Aku mendo'a kan yang terbaik untuknya beserta suaminya. Semoga rezeki dan kesehatan selalu berlimpah kepada mereka. Aamiin.

"Dik.. sudah sampai, ini rumah nenek" Katanya sembari menunjuk kedepan.
"Eh iya nek.. Saya antar sampai rumah ini belanjaannya." Balasku.
"Ngga usah dik. Nenek bisa sampai sini aja" Jawabnya menolak.
"Umm.. gapapa nek? Kalau ngga kuat sama saya saja."
"Ngga apa apa kok dik. Sekarang adik pulang nanti orang tua khawatir. Kasian kan?"

Ah.. rumah. Aku selalu melupakan soal itu. Tempatku menderita dari aku lahir. Tetapi aku harus pulang. Sudah mau petang.

"Iyaa nek. Saya bakal pulang kok. Nenek nanti hati-hati ya kalau kemana-mana. Jangan bawa yang berat-berat nek. Kasian nenek."
"Iyaa dik. Sekali lagi makasih udah mau bantuin nenek ya."
"Sama-sama nek." Aku berpamitan sembari mencium tangannya.

Saat ingin pulang tidak terlalu jauh dari rumah si nenek itu. Aku menoleh ke belakang.
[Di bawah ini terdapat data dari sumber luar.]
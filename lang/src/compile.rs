use std::collections::HashMap;

use eyre::eyre;
use itertools::Itertools;
use thiserror::Error;
use tracing::{debug, instrument};
use vm::op::{Opcode, Operand as Width};

use crate::{
    assemble::Assembler,
    parse::{self, render, render_errors, Arg, Call, Span, Stmt},
};

#[derive(Debug, Error, Clone, PartialEq, Eq)]
pub enum CompileError {
    #[error("Unknown instruction `{0}`")]
    UnknownMnemonic(String, Span),
    #[error("`{name}` takes {expected} argument(s), got {got}")]
    Arity {
        name: String,
        expected: usize,
        got: usize,
        span: Span,
    },
    #[error("Label `{0}` is never defined")]
    UndefinedLabel(String, Span),
    #[error("Label `{0}` is defined more than once")]
    DuplicateLabel(String, Span),
    #[error("Label `{0}` used as an 8 bit value, only 16 bit operands take labels")]
    LabelNotAllowed(String, Span),
}

impl CompileError {
    pub fn span(&self) -> Span {
        match self {
            CompileError::UnknownMnemonic(_, span)
            | CompileError::UndefinedLabel(_, span)
            | CompileError::DuplicateLabel(_, span)
            | CompileError::LabelNotAllowed(_, span) => *span,
            CompileError::Arity { span, .. } => *span,
        }
    }
}

/// Raw byte emission. Not an opcode, so it is resolved by name.
const DB: &str = "db";

/// Byte offset of every label, relative to the start of the script
type Labels = HashMap<String, usize>;

/// Assemble a parsed script.
///
/// A final `halt()` is always appended so a script that runs off its end stops instead of
/// playing whatever follows it in the buffer.
#[instrument(skip(ast))]
pub fn compile(ast: &[Stmt]) -> Result<Vec<u8>, Vec<CompileError>> {
    let (labels, mut errs) = collect_labels(ast);

    let mut asm = Assembler::new();
    for call in ast.iter().filter_map(|stmt| stmt.call_ref()) {
        if let Err(e) = emit(&mut asm, call, &labels) {
            errs.push(e);
        }
    }
    asm.halt();

    if !errs.is_empty() {
        return Err(errs);
    }
    debug!(bytes = asm.len(), labels = labels.len(), "compiled script");
    Ok(asm.into_bytes())
}

/// Parse and compile, rendering any problem as a source report
pub fn compile_source(src: &str) -> Result<Vec<u8>, eyre::Report> {
    let ast = parse::parse(src).map_err(|errs| eyre!("{}", render_errors(src, &errs)))?;
    compile(&ast).map_err(|errs| {
        let reports = errs
            .iter()
            .map(|e| render(src, e.span(), e.to_string(), reason(e).to_string()))
            .join("");
        eyre!("{reports}")
    })
}

fn reason(e: &CompileError) -> &'static str {
    match e {
        CompileError::UnknownMnemonic(..) => "not an instruction",
        CompileError::Arity { .. } => "wrong number of arguments",
        CompileError::UndefinedLabel(..) => "no label with this name",
        CompileError::DuplicateLabel(..) => "defined again here",
        CompileError::LabelNotAllowed(..) => "expected a number",
    }
}

/// Encoded size of a call, known before any label is resolved
fn size_of(call: &Call) -> Result<usize, CompileError> {
    if call.name == DB {
        return Ok(call.args.len());
    }
    Opcode::from_mnemonic(&call.name)
        .map(Opcode::size)
        .ok_or_else(|| CompileError::UnknownMnemonic(call.name.clone(), call.span))
}

fn collect_labels(ast: &[Stmt]) -> (Labels, Vec<CompileError>) {
    let mut labels = Labels::new();
    let mut errs = vec![];
    let mut offset = 0;
    for stmt in ast {
        match stmt {
            Stmt::Label(name, span) => {
                if labels.insert(name.clone(), offset).is_some() {
                    errs.push(CompileError::DuplicateLabel(name.clone(), *span));
                }
            }
            // unknown mnemonics are reported once, by `emit`
            Stmt::Call(call) => offset += size_of(call).unwrap_or(0),
        }
    }
    (labels, errs)
}

fn resolve(arg: &(Arg, Span), width: Width, labels: &Labels) -> Result<i64, CompileError> {
    match (&arg.0, width) {
        (Arg::Number(n), _) => Ok(*n),
        (Arg::Label(name), Width::U16) => labels
            .get(name)
            .map(|offset| *offset as i64)
            .ok_or_else(|| CompileError::UndefinedLabel(name.clone(), arg.1)),
        (Arg::Label(name), _) => Err(CompileError::LabelNotAllowed(name.clone(), arg.1)),
    }
}

fn emit(asm: &mut Assembler, call: &Call, labels: &Labels) -> Result<(), CompileError> {
    if call.name == DB {
        let bytes = call
            .args
            .iter()
            .map(|arg| resolve(arg, Width::U8, labels))
            .collect::<Result<Vec<_>, _>>()?;
        asm.db(&bytes);
        return Ok(());
    }

    let opcode = Opcode::from_mnemonic(&call.name)
        .ok_or_else(|| CompileError::UnknownMnemonic(call.name.clone(), call.span))?;
    let width = opcode.operand();
    let expected = usize::from(!width.is_empty());
    if call.args.len() != expected {
        return Err(CompileError::Arity {
            name: call.name.clone(),
            expected,
            got: call.args.len(),
            span: call.span,
        });
    }

    let arg = match call.args.first() {
        Some(arg) => resolve(arg, width, labels)?,
        None => 0,
    };
    asm.emit(opcode, arg);
    Ok(())
}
Kok? Menghilang? Kemana rumah tadi? Nenek yang tadi juga kemana ya? Apa aku berhalusinasi? Sudahlah. Sebaiknya aku pulang saja.

...

Sudah petang. Dijalan pulang aku hanya berjalan, tidak ingin menaiki angkutan kota lagi. Saking enggannya ingin menempatkan diri dirumah. Melihat rumahku sendiri saja tidak mau.

"Dita!"

Seseorang memanggilku. Suara ini tidak asing. Ah siapalagi selain...

"Ta! lo pulang sendiri?"

Adnan. Lagi.

Ini manusia nyebelin kenapa gak ada abisnya ngikutin gue sih anjir. Maunya apa dah bingung.